--- TASK MATERIAL Enclosed Below ---
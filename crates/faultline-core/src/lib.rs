//! # faultline-core
//!
//! Process-wide crash capture and symbolication: exception trap
//! installation, stack walking, symbol/line resolution, and structured
//! crash-report plus minidump generation.
//!
//! The pipeline: a hardware/software fault occurs on some thread, the
//! platform trap intercepts it (a signal handler on Linux, a Mach
//! exception-port listener thread on macOS) and forwards it into the
//! [`handler::ExceptionHandler`], which captures the faulting thread's
//! register and stack state, resolves backtraces through
//! [`symbols::SymbolLookup`], writes a human-readable report (and
//! optionally a binary minidump), notifies the registered listener, and
//! applies the configured response.
//!
//! ## Safety constraints
//!
//! Code reachable from inside the fault-handling window must not allocate
//! (the faulting thread may hold the allocator lock), must not take locks it
//! could already hold, and must tolerate every collection source failing.
//! That shapes the whole crate: fixed-capacity records, frame-pointer stack
//! walking, raw-descriptor `/proc` access, and sentinel values instead of
//! errors on the capture paths.
//!
//! ## Why unsafe code is needed
//!
//! Trapping faults and reading other threads' state means calling low-level
//! system APIs (signal handling, Mach ports, raw memory reads during the
//! stack walk). These are wrapped in safe abstractions, but the underlying
//! calls must be `unsafe`.

#![allow(unsafe_code)] // Required for low-level system APIs (signals, Mach, stack reads)

pub mod device;
pub mod error;
pub mod handler;
pub mod platform;
pub mod provoke;
pub mod report;
pub mod symbols;
pub mod types;

pub use error::{FaultlineError, FaultlineResult};
pub use handler::{ExceptionHandler, FaultResponse};
pub use provoke::{provoke, FaultKind};
pub use symbols::SymbolLookup;
pub use types::{Address, ExceptionInfo};

/// Tells whether the current process appears to be running under a
/// debugger. Best effort; stealth debuggers are not detected.
pub fn debugger_present() -> bool
{
    platform::debugger_present()
}
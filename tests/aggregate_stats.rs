use covmap_rs::models::GlobalStats;
use covmap_rs::stats::{Metric, fmt_count, fmt_rate, to_aggregate_stats};

#[test]
fn null_input_yields_three_placeholder_entries() {
    let entries = to_aggregate_stats(None);
    assert_eq!(entries.len(), 3);
    assert_eq!(
        entries.iter().map(|e| e.metric).collect::<Vec<_>>(),
        vec![Metric::Cases, Metric::Deaths, Metric::Tests]
    );
    for entry in &entries {
        assert_eq!(entry.primary_value, "-");
        assert_eq!(entry.secondary_value, "-");
    }
}

#[test]
fn empty_object_degrades_every_field() {
    let global = GlobalStats::default();
    for entry in to_aggregate_stats(Some(&global)) {
        assert_eq!(entry.primary_value, "-");
        assert_eq!(entry.secondary_value, "-");
    }
}

#[test]
fn fields_degrade_independently_of_siblings() {
    let global = GlobalStats {
        cases: Some(1_234_567),
        cases_per_one_million: Some(3750.0),
        deaths: Some(89_000),
        deaths_per_one_million: None,
        tests: None,
        tests_per_one_million: Some(64_000.0),
        ..Default::default()
    };
    let entries = to_aggregate_stats(Some(&global));

    let cases = &entries[0];
    assert_eq!(cases.primary_value, "1,234,567");
    assert_eq!(cases.secondary_value, "3,750");

    let deaths = &entries[1];
    assert_eq!(deaths.primary_value, "89,000");
    assert_eq!(deaths.secondary_value, "-");

    let tests = &entries[2];
    assert_eq!(tests.primary_value, "-");
    assert_eq!(tests.secondary_value, "64,000");
}

#[test]
fn count_formatting_uses_thousands_separators() {
    assert_eq!(fmt_count(Some(0)), "0");
    assert_eq!(fmt_count(Some(999)), "999");
    assert_eq!(fmt_count(Some(1000)), "1,000");
    assert_eq!(fmt_count(Some(1_234_567)), "1,234,567");
    assert_eq!(fmt_count(None), "-");
}

#[test]
fn rate_formatting_keeps_up_to_two_decimals() {
    assert_eq!(fmt_rate(Some(3750.0)), "3,750");
    assert_eq!(fmt_rate(Some(121.9)), "121.9");
    assert_eq!(fmt_rate(Some(1234.567)), "1,234.57");
    assert_eq!(fmt_rate(Some(0.0)), "0");
    assert_eq!(fmt_rate(None), "-");
    assert_eq!(fmt_rate(Some(f64::NAN)), "-");
    assert_eq!(fmt_rate(Some(f64::INFINITY)), "-");
}

#[test]
fn transform_is_idempotent() {
    let global = GlobalStats {
        cases: Some(42),
        ..Default::default()
    };
    assert_eq!(
        to_aggregate_stats(Some(&global)),
        to_aggregate_stats(Some(&global))
    );
}
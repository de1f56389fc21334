use covmap_rs::models::{CountryStat, GlobalStats};

#[test]
fn parse_sample_countries_json() {
    let sample = r#"
    [
      {
        "updated": 1600000000000,
        "country": "Germany",
        "countryInfo": {"_id": 276, "iso2": "DE", "iso3": "DEU", "lat": 51.0, "long": 9.0,
                        "flag": "https://disease.sh/assets/img/flags/de.png"},
        "cases": 270000, "todayCases": 1200, "deaths": 9400, "recovered": 240000,
        "active": 20600, "critical": 230, "casesPerOneMillion": 3222,
        "deathsPerOneMillion": 112, "tests": 14000000, "testsPerOneMillion": 167000,
        "population": 83000000, "continent": "Europe"
      },
      {
        "updated": 1600000000000,
        "country": "MS Zaandam",
        "countryInfo": {"_id": null, "iso2": null, "iso3": null, "lat": null, "long": null},
        "cases": 9, "deaths": 2, "recovered": 7
      }
    ]
    "#;

    let countries: Vec<CountryStat> = serde_json::from_str(sample).unwrap();
    assert_eq!(countries.len(), 2);

    let germany = &countries[0];
    assert_eq!(germany.country, "Germany");
    assert_eq!(germany.country_info.iso3.as_deref(), Some("DEU"));
    assert_eq!(germany.country_info.lat, Some(51.0));
    assert_eq!(germany.country_info.long, Some(9.0));
    assert_eq!(germany.cases, Some(270_000));
    assert_eq!(germany.tests_per_one_million, Some(167_000.0));
    assert_eq!(germany.updated, Some(1_600_000_000_000));
    // Unmodeled upstream fields ride along verbatim.
    assert_eq!(
        germany.extra.get("continent"),
        Some(&serde_json::json!("Europe"))
    );
    assert_eq!(
        germany.extra.get("todayCases"),
        Some(&serde_json::json!(1200))
    );

    let ship = &countries[1];
    assert_eq!(ship.country_info.lat, None);
    assert_eq!(ship.country_info.long, None);
    assert_eq!(ship.recovered, Some(7));
    // Absent fields stay absent rather than failing the parse.
    assert_eq!(ship.tests, None);
}

#[test]
fn coordinates_accept_string_or_number_and_tolerate_junk() {
    let sample = r#"
    [
      {"country": "A", "countryInfo": {"lat": "12.5", "long": "-3.25"}, "cases": 1},
      {"country": "B", "countryInfo": {"lat": "not a number", "long": 4.0}, "cases": 2},
      {"country": "C", "countryInfo": {"lat": {}, "long": []}, "cases": 3}
    ]
    "#;
    let countries: Vec<CountryStat> = serde_json::from_str(sample).unwrap();
    assert_eq!(countries[0].country_info.lat, Some(12.5));
    assert_eq!(countries[0].country_info.long, Some(-3.25));
    assert_eq!(countries[1].country_info.lat, None);
    assert_eq!(countries[1].country_info.long, Some(4.0));
    assert_eq!(countries[2].country_info.lat, None);
    assert_eq!(countries[2].country_info.long, None);
}

#[test]
fn parse_sample_global_json() {
    let sample = r#"
    {
      "updated": 1600000000000,
      "cases": 30000000, "deaths": 950000, "recovered": 21000000,
      "casesPerOneMillion": 3850, "deathsPerOneMillion": 121.9,
      "tests": 500000000, "testsPerOneMillion": 64000,
      "population": 7800000000, "affectedCountries": 215
    }
    "#;
    let global: GlobalStats = serde_json::from_str(sample).unwrap();
    assert_eq!(global.cases, Some(30_000_000));
    assert_eq!(global.deaths_per_one_million, Some(121.9));
    assert_eq!(global.affected_countries, Some(215));
}

#[test]
fn parse_empty_global_object() {
    let global: GlobalStats = serde_json::from_str("{}").unwrap();
    assert_eq!(global.cases, None);
    assert_eq!(global.tests_per_one_million, None);
}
--- End of Enclosed TASK MATERIAL ---
WHAT THE EXERCISE ASKS —
Report each line in the data above that holds the word "platform" by copying it.

TASK RESULT —
//! platform trap intercepts it (a signal handler on Linux, a Mach
pub mod platform;
    platform::debugger_present()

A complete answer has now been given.